(Entries taken from a collection)
//! Read-only JSON API over the core tables: policy and product listings
//! with filtering and pagination, plus per-record detail.

use std::sync::Arc;

use axum::{
    extract::{Path as AxumPath, Query, State},
    http::StatusCode,
    response::{IntoResponse, Response},
    routing::get,
    Json, Router,
};
use serde::{Deserialize, Serialize};
use tokio::net::TcpListener;
use uuid::Uuid;

use ypf_core::{FinProduct, Policy, PolicyStatus, ProductKind, ProductOption};
use ypf_storage::{PolicyFilter, ProductFilter, ReadStore};

pub const CRATE_NAME: &str = "ypf-web";

#[derive(Clone)]
pub struct AppState {
    pub store: Arc<dyn ReadStore>,
}

impl AppState {
    pub fn new(store: Arc<dyn ReadStore>) -> Self {
        Self { store }
    }
}

pub fn app(state: AppState) -> Router {
    Router::new()
        .route("/health", get(health_handler))
        .route("/policies", get(policies_handler))
        .route("/policies/{id}", get(policy_detail_handler))
        .route("/products", get(products_handler))
        .route("/products/{id}", get(product_detail_handler))
        .with_state(Arc::new(state))
}

pub async fn serve(state: AppState, port: u16) -> anyhow::Result<()> {
    let listener = TcpListener::bind(("0.0.0.0", port)).await?;
    tracing::info!(port, "api listening");
    axum::serve(listener, app(state)).await?;
    Ok(())
}

#[derive(Debug, Deserialize, Default)]
struct PoliciesQuery {
    status: Option<String>,
    keyword: Option<String>,
    page: Option<usize>,
    per_page: Option<usize>,
}

#[derive(Debug, Deserialize, Default)]
struct ProductsQuery {
    product_type: Option<String>,
    company: Option<String>,
    page: Option<usize>,
    per_page: Option<usize>,
}

#[derive(Debug, Serialize)]
struct PageEnvelope<T> {
    items: Vec<T>,
    page: usize,
    per_page: usize,
    total: usize,
}

#[derive(Debug, Serialize)]
struct ProductDetail {
    #[serde(flatten)]
    product: FinProduct,
    options: Vec<ProductOption>,
}

async fn health_handler() -> Response {
    Json(serde_json::json!({ "status": "ok" })).into_response()
}

async fn policies_handler(
    State(state): State<Arc<AppState>>,
    Query(query): Query<PoliciesQuery>,
) -> Response {
    let status = match query.status.as_deref() {
        None | Some("") => None,
        Some(raw) => match parse_status(raw) {
            Some(status) => Some(status),
            None => return bad_request(format!("unknown status {raw}")),
        },
    };
    let (page, per_page) = page_params(query.page, query.per_page);
    let filter = PolicyFilter {
        status,
        keyword: query.keyword.filter(|k| !k.trim().is_empty()),
        page,
        per_page,
    };

    match state.store.list_policies(&filter).await {
        Ok((items, total)) => Json(PageEnvelope::<Policy> {
            items,
            page,
            per_page,
            total,
        })
        .into_response(),
        Err(err) => server_error(err.into()),
    }
}

async fn policy_detail_handler(
    State(state): State<Arc<AppState>>,
    AxumPath(id): AxumPath<String>,
) -> Response {
    let Ok(id) = Uuid::parse_str(&id) else {
        return bad_request("id must be a UUID".to_string());
    };
    match state.store.get_policy(id).await {
        Ok(Some(policy)) => Json(policy).into_response(),
        Ok(None) => not_found("policy not found"),
        Err(err) => server_error(err.into()),
    }
}

async fn products_handler(
    State(state): State<Arc<AppState>>,
    Query(query): Query<ProductsQuery>,
) -> Response {
    let kind = match query.product_type.as_deref() {
        None | Some("") => None,
        Some(raw) => match ProductKind::parse(&raw.to_uppercase()) {
            Some(kind) => Some(kind),
            None => return bad_request(format!("unknown product_type {raw}")),
        },
    };
    let (page, per_page) = page_params(query.page, query.per_page);
    let filter = ProductFilter {
        kind,
        company: query.company.filter(|c| !c.trim().is_empty()),
        page,
        per_page,
    };

    match state.store.list_products(&filter).await {
        Ok((items, total)) => Json(PageEnvelope::<FinProduct> {
            items,
            page,
            per_page,
            total,
        })
        .into_response(),
        Err(err) => server_error(err.into()),
    }
}

async fn product_detail_handler(
    State(state): State<Arc<AppState>>,
    AxumPath(id): AxumPath<String>,
) -> Response {
    let Ok(id) = Uuid::parse_str(&id) else {
        return bad_request("id must be a UUID".to_string());
    };
    match state.store.get_product(id).await {
        Ok(Some((product, options))) => Json(ProductDetail { product, options }).into_response(),
        Ok(None) => not_found("product not found"),
        Err(err) => server_error(err.into()),
    }
}

fn page_params(page: Option<usize>, per_page: Option<usize>) -> (usize, usize) {
    (page.unwrap_or(1).max(1), per_page.unwrap_or(20).clamp(1, 100))
}

/// Strict status parse for the query string; the lenient store-side parse
/// would silently turn typos into the Unknown bucket.
fn parse_status(raw: &str) -> Option<PolicyStatus> {
    let upper = raw.to_uppercase();
    let parsed = PolicyStatus::parse(&upper);
    if parsed == PolicyStatus::Unknown && upper != "UNKNOWN" {
        None
    } else {
        Some(parsed)
    }
}

fn bad_request(message: String) -> Response {
    (
        StatusCode::BAD_REQUEST,
        Json(serde_json::json!({ "error": message })),
    )
        .into_response()
}

fn not_found(message: &str) -> Response {
    (
        StatusCode::NOT_FOUND,
        Json(serde_json::json!({ "error": message })),
    )
        .into_response()
}

fn server_error(err: anyhow::Error) -> Response {
    tracing::error!(error = %err, "request failed");
    (
        StatusCode::INTERNAL_SERVER_ERROR,
        Json(serde_json::json!({ "error": "internal error" })),
    )
        .into_response()
}

#[cfg(test)]
mod tests {
    use super::*;
    use axum::body::Body;
    use chrono::Utc;
    use http_body_util::BodyExt;
    use serde_json::Value;
    use tower::ServiceExt;
    use ypf_core::ApplyType;
    use ypf_storage::{MemStore, PolicyStore, ProductStore};

    fn policy(key: &str, title: &str, status: PolicyStatus) -> Policy {
        let now = Utc::now();
        Policy {
            id: Uuid::new_v4(),
            source_key: key.to_string(),
            title: title.to_string(),
            summary_raw: None,
            description_raw: None,
            summary_ai: None,
            apply_type: ApplyType::AlwaysOpen,
            apply_start: None,
            apply_end: None,
            supervising_org: None,
            operating_org: None,
            apply_url: None,
            ref_url_1: None,
            ref_url_2: None,
            keywords: vec![],
            regions: vec![],
            views: 0,
            status,
            content_hash: "h".to_string(),
            payload: serde_json::json!({}),
            created_at: now,
            updated_at: now,
        }
    }

    async fn seeded_state() -> AppState {
        let store = MemStore::new();
        store
            .insert_policy(&policy("P-1", "청년 월세 지원", PolicyStatus::Open))
            .await
            .unwrap();
        store
            .insert_policy(&policy("P-2", "취업 장려금", PolicyStatus::Closed))
            .await
            .unwrap();

        let now = Utc::now();
        let product = FinProduct {
            id: Uuid::new_v4(),
            kind: ProductKind::Deposit,
            source_key: "X1".to_string(),
            disclosure_month: Some("202608".to_string()),
            name: "정기예금".to_string(),
            company_code: None,
            company_name: Some("한국은행".to_string()),
            join_way: None,
            join_member: None,
            special_condition: None,
            etc_note: None,
            max_limit: None,
            content_hash: "h".to_string(),
            option_set_hash: None,
            options_count: 1,
            active: true,
            payload: serde_json::json!({}),
            created_at: now,
            updated_at: now,
        };
        let option = ProductOption {
            save_term_months: Some(12),
            rate_type: Some("S".to_string()),
            rate_type_name: None,
            base_rate: Some(2.1),
            max_rate: Some(2.6),
            reserve_type: None,
            content_hash: "oh".to_string(),
            payload: serde_json::json!({}),
        };
        store.upsert_product(&product, &[option]).await.unwrap();

        AppState::new(Arc::new(store))
    }

    async fn get_json(app: Router, uri: &str) -> (StatusCode, Value) {
        let resp = app
            .oneshot(
                axum::http::Request::builder()
                    .uri(uri)
                    .body(Body::empty())
                    .unwrap(),
            )
            .await
            .unwrap();
        let status = resp.status();
        let body = resp.into_body().collect().await.unwrap().to_bytes();
        let value = serde_json::from_slice(&body).unwrap_or(Value::Null);
        (status, value)
    }

    #[tokio::test]
    async fn health_is_ok() {
        let app = app(seeded_state().await);
        let (status, body) = get_json(app, "/health").await;
        assert_eq!(status, StatusCode::OK);
        assert_eq!(body["status"], "ok");
    }

    #[tokio::test]
    async fn policies_filter_by_status_and_keyword() {
        let state = seeded_state().await;

        let (status, body) = get_json(app(state.clone()), "/policies").await;
        assert_eq!(status, StatusCode::OK);
        assert_eq!(body["total"], 2);

        let (_, body) = get_json(app(state.clone()), "/policies?status=OPEN").await;
        assert_eq!(body["total"], 1);
        assert_eq!(body["items"][0]["source_key"], "P-1");

        let (_, body) = get_json(app(state.clone()), "/policies?keyword=%EC%9B%94%EC%84%B8").await;
        assert_eq!(body["total"], 1);

        let (status, _) = get_json(app(state), "/policies?status=bogus").await;
        assert_eq!(status, StatusCode::BAD_REQUEST);
    }

    #[tokio::test]
    async fn policy_detail_roundtrip_and_misses() {
        let state = seeded_state().await;
        let (_, listing) = get_json(app(state.clone()), "/policies?status=OPEN").await;
        let id = listing["items"][0]["id"].as_str().unwrap().to_string();

        let (status, body) = get_json(app(state.clone()), &format!("/policies/{id}")).await;
        assert_eq!(status, StatusCode::OK);
        assert_eq!(body["title"], "청년 월세 지원");

        let (status, _) =
            get_json(app(state.clone()), &format!("/policies/{}", Uuid::new_v4())).await;
        assert_eq!(status, StatusCode::NOT_FOUND);

        let (status, _) = get_json(app(state), "/policies/not-a-uuid").await;
        assert_eq!(status, StatusCode::BAD_REQUEST);
    }

    #[tokio::test]
    async fn product_listing_and_detail_with_options() {
        let state = seeded_state().await;

        let (status, body) = get_json(app(state.clone()), "/products?product_type=deposit").await;
        assert_eq!(status, StatusCode::OK);
        assert_eq!(body["total"], 1);
        let id = body["items"][0]["id"].as_str().unwrap().to_string();

        let (_, body) = get_json(app(state.clone()), "/products?company=%ED%95%9C%EA%B5%AD").await;
        assert_eq!(body["total"], 1);

        let (status, body) = get_json(app(state), &format!("/products/{id}")).await;
        assert_eq!(status, StatusCode::OK);
        assert_eq!(body["name"], "정기예금");
        assert_eq!(body["options"].as_array().unwrap().len(), 1);
    }
}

## What to work on
Copy every line from the records that holds the string "items".

## Written response
    items: Vec<T>,
        Ok((items, total)) => Json(PageEnvelope::<Policy> {
            items,
        Ok((items, total)) => Json(PageEnvelope::<FinProduct> {
            items,
        assert_eq!(body["items"][0]["source_key"], "P-1");
        let id = listing["items"][0]["id"].as_str().unwrap().to_string();
        let id = body["items"][0]["id"].as_str().unwrap().to_string();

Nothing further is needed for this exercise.